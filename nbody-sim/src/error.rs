// Copyright 2025 John Brosnihan
//
// Licensed under the Apache License, Version 2.0 (the "License");
// you may not use this file except in compliance with the License.
// You may obtain a copy of the License at
//
//     http://www.apache.org/licenses/LICENSE-2.0
//
// Unless required by applicable law or agreed to in writing, software
// distributed under the License is distributed on an "AS IS" BASIS,
// WITHOUT WARRANTIES OR CONDITIONS OF ANY KIND, either express or implied.
// See the License for the specific language governing permissions and
// limitations under the License.
//! Error types for loading, saving and constructing simulations

use std::io;
use std::path::PathBuf;
use thiserror::Error;

/// Errors reported by simulation construction and persistence
///
/// Every variant is terminal for the call that produced it. A failed load
/// never leaves a partially populated simulation behind.
#[derive(Debug, Error)]
pub enum SimulationError {
    /// A file could not be opened or created
    #[error("cannot access {}: {source}", path.display())]
    Io {
        /// Path that was being opened
        path: PathBuf,
        /// Underlying I/O error
        #[source]
        source: io::Error,
    },

    /// Reading from or writing to an open stream failed
    #[error("stream error: {0}")]
    Stream(#[from] io::Error),

    /// The `<n> <h> <e2>` header line could not be parsed
    #[error("malformed header: {0}")]
    MalformedHeader(String),

    /// End of input was reached before all declared records were read
    #[error("expected {expected} particle records, found only {found}")]
    TruncatedRecords {
        /// Record count declared in the header
        expected: usize,
        /// Number of complete records present
        found: usize,
    },

    /// A record field was not a valid number
    #[error("particle record {index}: cannot parse {field} from {token:?}")]
    MalformedRecord {
        /// Zero-based record index
        index: usize,
        /// Name of the offending field
        field: &'static str,
        /// Raw token that failed to parse
        token: String,
    },

    /// A particle has zero, negative or non-finite mass
    #[error("particle {index} has invalid mass {mass}; mass must be positive and finite")]
    InvalidMass {
        /// Zero-based particle index
        index: usize,
        /// Offending mass value
        mass: f64,
    },

    /// A particle has a NaN or infinite position or velocity
    #[error("particle {index} has a non-finite {field}")]
    NonFiniteState {
        /// Zero-based particle index
        index: usize,
        /// `"position"` or `"velocity"`
        field: &'static str,
    },

    /// Timestep is zero, negative or non-finite
    #[error("invalid timestep {0}: must be positive and finite")]
    InvalidTimestep(f64),

    /// Softening constant is zero, negative or non-finite
    #[error("invalid softening {0}: must be positive and finite")]
    InvalidSoftening(f64),

    /// Gravitational constant is negative or non-finite
    #[error("invalid gravitational constant {0}: must be non-negative and finite")]
    InvalidGravitationalConstant(f64),
}

/// Convenience alias used throughout the crate
pub type Result<T> = std::result::Result<T, SimulationError>;

#[cfg(test)]
mod tests {
    use super::*;

    #[test]
    fn test_io_error_mentions_path() {
        let err = SimulationError::Io {
            path: PathBuf::from("missing/galaxy.txt"),
            source: io::Error::new(io::ErrorKind::NotFound, "not found"),
        };
        let message = err.to_string();
        assert!(message.contains("missing/galaxy.txt"));
        assert!(message.contains("not found"));
    }

    #[test]
    fn test_truncated_message() {
        let err = SimulationError::TruncatedRecords { expected: 3, found: 1 };
        assert_eq!(err.to_string(), "expected 3 particle records, found only 1");
    }

    #[test]
    fn test_stream_error_from_io() {
        let err: SimulationError = io::Error::new(io::ErrorKind::UnexpectedEof, "eof").into();
        assert!(matches!(err, SimulationError::Stream(_)));
    }
}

_HOW TO COMPLETE THIS TASK:_ Show all lines of the material in which the word "that" can be found.

_ANSWER TO THE PROBLEM:_
/// Every variant is terminal for the call that produced it. A failed load
        /// Path that was being opened
        /// Raw token that failed to parse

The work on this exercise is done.